Homebuilders were one of the worst performing sectors last year as the subprime mortgage crisis caused house prices to fall and led builders to post massive losses.

But, together with fellow laggards like financial companies and retailers, homebuilders have enjoyed a rally in recent weeks. After hitting a low on January 9, the sector index has soared more than 50 per cent, though it remains more than 60 per cent below a high set in July 2005.

Financial companies may come under pressure today after Oppenheimer & Co analyst Meredith Whitney cut her rating on Goldman Sachs from "outperform" to "perform" on valuation concerns. Ms Whitney said Goldman would "suffer from its own success" as it faces tough earnings comparisons this year after successfully avoiding the worst of the subprime mortgage crisis in 2007. Goldman shares fell 1.4 per cent to $198 in pre-market trading and have fallen 6.6 per cent this year.

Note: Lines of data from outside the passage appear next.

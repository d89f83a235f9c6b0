//! Database setup: connection pool, pragmas, migrations, and the
//! single-writer task.

use std::fs;
use std::path::Path;
use std::sync::Arc;

use diesel::connection::{Connection, SimpleConnection};
use diesel::r2d2::{self, ConnectionManager, Pool, PooledConnection};
use diesel::sqlite::SqliteConnection;
use diesel_migrations::{embed_migrations, EmbeddedMigrations, MigrationHarness};
use log::{error, info};

use crate::errors::{DatabaseError, Error, IntoCore, Result};

const MIGRATIONS: EmbeddedMigrations = embed_migrations!();

pub type DbPool = Pool<ConnectionManager<SqliteConnection>>;
pub type DbConnection = PooledConnection<ConnectionManager<SqliteConnection>>;

pub mod write_actor;
pub use write_actor::{spawn_writer, WriteHandle};

/// Prepares the database file for use: ensures its directory exists and
/// switches the database to WAL mode. Returns the database path.
pub fn init(app_data_dir: &str) -> Result<String> {
    let db_path = get_db_path(app_data_dir);

    if let Some(db_dir) = Path::new(&db_path).parent() {
        if !db_dir.exists() {
            fs::create_dir_all(db_dir).map_err(|e| {
                Error::Database(DatabaseError::ConnectionFailed(e.to_string()))
            })?;
        }
    }

    // WAL is persistent, the remaining pragmas are re-applied per
    // connection by the pool customizer.
    {
        let mut conn = SqliteConnection::establish(&db_path).into_core()?;
        conn.batch_execute(
            "PRAGMA journal_mode = WAL;
             PRAGMA foreign_keys = ON;
             PRAGMA busy_timeout = 30000;
             PRAGMA synchronous = NORMAL;",
        )
        .into_core()?;
    }

    Ok(db_path)
}

pub fn create_pool(db_path: &str) -> Result<Arc<DbPool>> {
    let manager = ConnectionManager::<SqliteConnection>::new(db_path);
    let pool = Pool::builder()
        .max_size(8)
        .min_idle(Some(1)) // Keep at least one connection ready
        .connection_timeout(std::time::Duration::from_secs(30))
        .connection_customizer(Box::new(ConnectionCustomizer {}))
        .build(manager)
        .map_err(|e| Error::Database(DatabaseError::PoolCreationFailed(e.to_string())))?;
    Ok(Arc::new(pool))
}

pub fn run_migrations(pool: &DbPool) -> Result<()> {
    info!("Running database migrations");
    let mut connection = get_connection(pool)?;

    let result = connection.run_pending_migrations(MIGRATIONS).map_err(|e| {
        error!("Database migration failed: {}", e);
        Error::Database(DatabaseError::MigrationFailed(e.to_string()))
    })?;

    if result.is_empty() {
        info!("No pending migrations to apply.");
    } else {
        info!("Applied the following migrations:");
        for migration_version in &result {
            info!("  - {}", migration_version);
        }
    }

    Ok(())
}

pub fn get_db_path(app_data_dir: &str) -> String {
    // The environment variable wins so deployments can point elsewhere.
    std::env::var("DATABASE_URL").unwrap_or_else(|_| {
        Path::new(app_data_dir)
            .join("storefront.db")
            .to_string_lossy()
            .to_string()
    })
}

/// Gets a connection from the pool
pub fn get_connection(pool: &DbPool) -> Result<DbConnection> {
    pool.get().into_core()
}

#[derive(Debug)]
struct ConnectionCustomizer;

impl r2d2::CustomizeConnection<SqliteConnection, diesel::r2d2::Error> for ConnectionCustomizer {
    fn on_acquire(
        &self,
        conn: &mut SqliteConnection,
    ) -> std::result::Result<(), diesel::r2d2::Error> {
        // foreign_keys is connection-scoped in SQLite; without it the
        // ON DELETE CASCADE clauses in the schema are dead letters.
        conn.batch_execute(
            "PRAGMA foreign_keys = ON;
             PRAGMA busy_timeout = 30000;
             PRAGMA synchronous = NORMAL;",
        )
        .map_err(diesel::r2d2::Error::QueryError)?;

        Ok(())
    }
}
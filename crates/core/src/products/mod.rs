//! Products module - domain models, services, and traits.

mod products_model;
mod products_service;
mod products_traits;



// Re-export the public interface
pub use products_model::{ImageClaim, NewProduct, Product, ProductUpdate};
pub use products_service::ProductService;
pub use products_traits::{ProductRepositoryTrait, ProductServiceTrait};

Earnings news was led by News Corp which said after the closing bell on Monday that fourth quarter profit increased 1.2 per cent from $822 to $832m as higher advertising sales offset weakness in its film business. The stock rose 5.2 per cent in pre-market trade.

Also reporting after the close on Monday, Yum! Brands, owner of the KFC, Taco Bell and Pizza Hut chains, said fourth quarter profit dipped from $234m to $232m causing the shares to drop 2.3 per cent in the pre-market.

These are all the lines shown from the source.